The exact nature of the changes remains to be seen, but scientists are gathered in Tampa for three days to share information collected while they track acid rain's effects on Florida.
Once described as an environmental hazard largely confined to portions of Canada and New England, the evidence is well-documented that acid rain pollutants continue to enter Florida's lakes and streams, including Lake Annie, west of Lake Okeechobee.
"Perhaps this is a very significant time for lakes like Lake Annie," said Edgar Lowe, director of environmental sciences for the St. Johns Water Management District.
Lowe has a particularly good grasp of Lake Annie's changing conditions because of a unique convergence of circumstances that makes the 91-acre lake a very unusual, if very unlikely, acid-rain laboratory.
"Lake Annie is a window into the past as well as into the aquifer" from which most Floridians get their drinking water, Lowe said after his
The lake is in central Highlands County, on the sprawling property owned by the Archbold Biological Station, one of Florida's oldest, most respected scientific research institutions. Archbold was founded in the 1930s by a New York philanthropist so researchers could study Florida's unique scrub habitat, which today holds dozens of threatened and endangered plant and animal species.

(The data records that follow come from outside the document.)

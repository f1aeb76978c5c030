//! Gateway error taxonomy.
//!
//! # Responsibilities
//! - Classify every failure the filter chain can produce
//! - Map failures onto the single response the client receives
//!
//! # Design Decisions
//! - Configuration problems are raised while routes are built, not per request
//! - Streaming failures never produce a new response (the head is already sent)
//! - Illegal upstream status codes are environment problems and log at error level

use std::time::Duration;

use axum::{
    http::StatusCode,
    response::{IntoResponse, Response},
    Json,
};
use serde_json::json;
use thiserror::Error;

/// Invalid predicate, filter or route configuration.
#[derive(Debug, Clone, PartialEq, Eq, Error)]
pub enum ConfigurationError {
    #[error("unknown predicate: {0}")]
    UnknownPredicate(String),

    #[error("unknown filter: {0}")]
    UnknownFilter(String),

    #[error("{factory}: missing argument '{argument}'")]
    MissingArgument { factory: String, argument: String },

    #[error("{factory}: invalid argument '{argument}': {reason}")]
    InvalidArgument {
        factory: String,
        argument: String,
        reason: String,
    },

    #[error("invalid shortcut definition: {0}")]
    InvalidShortcut(String),

    #[error("route '{route}': invalid uri: {reason}")]
    InvalidUri { route: String, reason: String },

    #[error("Invalid host: {0}")]
    InvalidHost(String),
}

/// Errors surfaced by the filter chain.
#[derive(Debug, Error)]
pub enum GatewayError {
    #[error(transparent)]
    Configuration(#[from] ConfigurationError),

    #[error("no route matched {path}")]
    RoutingNotFound { path: String },

    #[error("upstream connection failed: {0}")]
    UpstreamConnect(String),

    #[error("Response took longer than timeout: {0:?}")]
    UpstreamTimeout(Duration),

    #[error("failed writing response body: {0}")]
    StreamingWrite(String),

    #[error("Unable to set status code on response: {0}")]
    IllegalStatusCode(u16),
}

impl GatewayError {
    /// Status code of the response this error resolves to.
    pub fn status_code(&self) -> StatusCode {
        match self {
            GatewayError::Configuration(_) => StatusCode::INTERNAL_SERVER_ERROR,
            GatewayError::RoutingNotFound { .. } => StatusCode::NOT_FOUND,
            GatewayError::UpstreamConnect(_) => StatusCode::BAD_GATEWAY,
            GatewayError::UpstreamTimeout(_) => StatusCode::GATEWAY_TIMEOUT,
            GatewayError::StreamingWrite(_) => StatusCode::BAD_GATEWAY,
            GatewayError::IllegalStatusCode(_) => StatusCode::BAD_GATEWAY,
        }
    }

    fn code(&self) -> &'static str {
        match self {
            GatewayError::Configuration(_) => "CONFIGURATION_ERROR",
            GatewayError::RoutingNotFound { .. } => "ROUTE_NOT_FOUND",
            GatewayError::UpstreamConnect(_) => "BAD_GATEWAY",
            GatewayError::UpstreamTimeout(_) => "GATEWAY_TIMEOUT",
            GatewayError::StreamingWrite(_) => "STREAMING_WRITE",
            GatewayError::IllegalStatusCode(_) => "ILLEGAL_STATUS_CODE",
        }
    }
}

impl IntoResponse for GatewayError {
    fn into_response(self) -> Response {
        let body = Json(json!({
            "error": {
                "code": self.code(),
                "message": self.to_string(),
            }
        }));
        (self.status_code(), body).into_response()
    }
}
//! Shared utilities for integration testing.

#![allow(dead_code)]

use std::net::SocketAddr;
use std::time::Duration;

use tokio::io::{AsyncReadExt, AsyncWriteExt};
use tokio::net::{TcpListener, TcpStream};
use tokio::sync::{mpsc, oneshot};

use filter_gateway::config::{GatewayConfig, RouteDefinition};
use filter_gateway::http::HttpServer;
use filter_gateway::lifecycle::Shutdown;

/// A gateway running on an ephemeral port.
pub struct Gateway {
    pub addr: SocketAddr,
    pub shutdown: Shutdown,
    pub config_updates: mpsc::UnboundedSender<GatewayConfig>,
}

impl Gateway {
    pub fn url(&self, path: &str) -> String {
        format!("http://{}{}", self.addr, path)
    }
}

impl Drop for Gateway {
    fn drop(&mut self) {
        self.shutdown.trigger();
    }
}

/// Start the gateway with `config` on 127.0.0.1:0.
pub async fn start_gateway(config: GatewayConfig) -> Gateway {
    let listener = TcpListener::bind("127.0.0.1:0").await.unwrap();
    let addr = listener.local_addr().unwrap();
    let shutdown = Shutdown::new();
    let (config_updates, rx) = mpsc::unbounded_channel();
    let server = HttpServer::new(config).unwrap();
    let server_shutdown = shutdown.subscribe();

    tokio::spawn(async move {
        let _ = server.run(listener, rx, server_shutdown).await;
    });

    Gateway {
        addr,
        shutdown,
        config_updates,
    }
}

pub fn route(id: &str, backend: SocketAddr, predicates: &[&str], filters: &[&str]) -> RouteDefinition {
    RouteDefinition {
        id: id.into(),
        uri: format!("http://{backend}"),
        order: 0,
        predicates: predicates
            .iter()
            .map(|p| p.parse::<filter_gateway::definition::Definition>().unwrap().into())
            .collect(),
        filters: filters.iter().map(|f| f.parse().unwrap()).collect(),
        response_timeout_ms: None,
        preserve_host: None,
    }
}

pub fn client() -> reqwest::Client {
    reqwest::Client::builder()
        .pool_max_idle_per_host(0)
        .no_proxy()
        .build()
        .unwrap()
}

/// Reads one request head. Test backends only see bodiless requests.
async fn read_request(socket: &mut TcpStream) -> String {
    let mut buf = Vec::new();
    let mut chunk = [0u8; 1024];
    while !buf.windows(4).any(|w| w == b"\r\n\r\n") {
        match socket.read(&mut chunk).await {
            Ok(0) | Err(_) => break,
            Ok(n) => buf.extend_from_slice(&chunk[..n]),
        }
    }
    String::from_utf8_lossy(&buf).into_owned()
}

/// A backend that answers every request with `200 OK` and `body`.
///
/// Each request head is sent on the returned channel.
pub async fn start_mock_backend(body: &'static str) -> (SocketAddr, mpsc::UnboundedReceiver<String>) {
    start_programmable_backend(Duration::ZERO, 200, body).await
}

/// A backend that waits `delay` before answering with `status` and `body`.
pub async fn start_programmable_backend(
    delay: Duration,
    status: u16,
    body: &'static str,
) -> (SocketAddr, mpsc::UnboundedReceiver<String>) {
    let listener = TcpListener::bind("127.0.0.1:0").await.unwrap();
    let addr = listener.local_addr().unwrap();
    let (tx, rx) = mpsc::unbounded_channel();

    tokio::spawn(async move {
        while let Ok((mut socket, _)) = listener.accept().await {
            let tx = tx.clone();
            tokio::spawn(async move {
                let head = read_request(&mut socket).await;
                let _ = tx.send(head);
                tokio::time::sleep(delay).await;
                let response = format!(
                    "HTTP/1.1 {status} Test\r\nContent-Type: text/plain\r\nContent-Length: {}\r\nConnection: close\r\n\r\n{body}",
                    body.len(),
                );
                let _ = socket.write_all(response.as_bytes()).await;
                let _ = socket.shutdown().await;
            });
        }
    });

    (addr, rx)
}

/// A server-sent events backend.
///
/// Sends `first` immediately, then waits for the returned trigger before
/// sending `second` and ending the stream.
pub async fn start_sse_backend(first: &'static str, second: &'static str) -> (SocketAddr, oneshot::Sender<()>) {
    let listener = TcpListener::bind("127.0.0.1:0").await.unwrap();
    let addr = listener.local_addr().unwrap();
    let (trigger, release) = oneshot::channel::<()>();

    tokio::spawn(async move {
        let Ok((mut socket, _)) = listener.accept().await else {
            return;
        };
        read_request(&mut socket).await;
        let head = "HTTP/1.1 200 OK\r\nContent-Type: text/event-stream\r\nTransfer-Encoding: chunked\r\n\r\n";
        let _ = socket.write_all(head.as_bytes()).await;
        let _ = socket.write_all(chunk(first).as_bytes()).await;
        let _ = socket.flush().await;

        let _ = release.await;
        let _ = socket.write_all(chunk(second).as_bytes()).await;
        let _ = socket.write_all(b"0\r\n\r\n").await;
        let _ = socket.shutdown().await;
    });

    (addr, trigger)
}

fn chunk(data: &str) -> String {
    format!("{:x}\r\n{data}\r\n", data.len())
}

/// An address nothing listens on.
pub async fn closed_port() -> SocketAddr {
    let listener = TcpListener::bind("127.0.0.1:0").await.unwrap();
    listener.local_addr().unwrap()
}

Seemingly protected from mankind's intrusion, Lake Annie's waters have instead become more and more acidic over the years.
Lowe and his research staff know this because one of his top scientists, Lawrence Battoe, has tested Lake Annie's waters for long-term changes since he was a graduate student in the mid-1960s. And for 10 years before that, the U.S. Geological Survey had taken occasional samples, making the lake one of the most carefully evaluated during a relatively long period in fast-growing Florida.
The research has also underscored Lake Annie's uniqueness. Scientists know that the lake is about 44,000 years old, far older than many Florida lakes, especially its clear ones. The lake relies on the shallow aquifer, rather than direct rainfall, for about 90 percent of its water. The 300 feet of sand beneath the lake readily transports the ground water and any contaminants the water holds directly into and out of the lake.
The long-term sampling has clearly shown that the lake has become more acidic, especially since the 1970s, when the pace began to quicken.
Lowe said a comprehensive biological evaluation of the lake's plant and animal species must still be undertaken to see what, if any, changes have been wrought on life forms.
But biological research already conducted in a number of acidic North Central and Panhandle Florida lakes has shown that Lake Annie is teetering on the edge of change.
Dan Canfield, a University of Florida researcher, described Tuesday how largemouth bass stocked into two especially acidic North Florida lakes simply have not reproduced, even though they are sexually mature, function properly and build nesting beds.
"We have yet to find a young bass in those lakes," Canfield said. "Why they are not reproducing, we don't know."
At the same time, a common gamefish species known as the shellcracker or red ear, is not found in lakes as acidic as Lake Annie has become.
"Acidic lakes tend to have reduced species abundance and biomass, just like up North" in New England and Canada. As did most of his colleagues, Canfield added that much work remains before researchers can clearly trace the intricate relationships in and around Florida lakes and the effects created by acid rainfall.
As if Lowe and his researchers didn't already have enough on their hands, he described another chronic pollution problem that, as elsewhere in Florida, has befallen Lake Annie: "Levels of mercury in bass taken from Lake Annie are well above the 0.5 parts per million that's considered the safe limit" for human consumption. "It has one of the highest (mercury) levels in the state."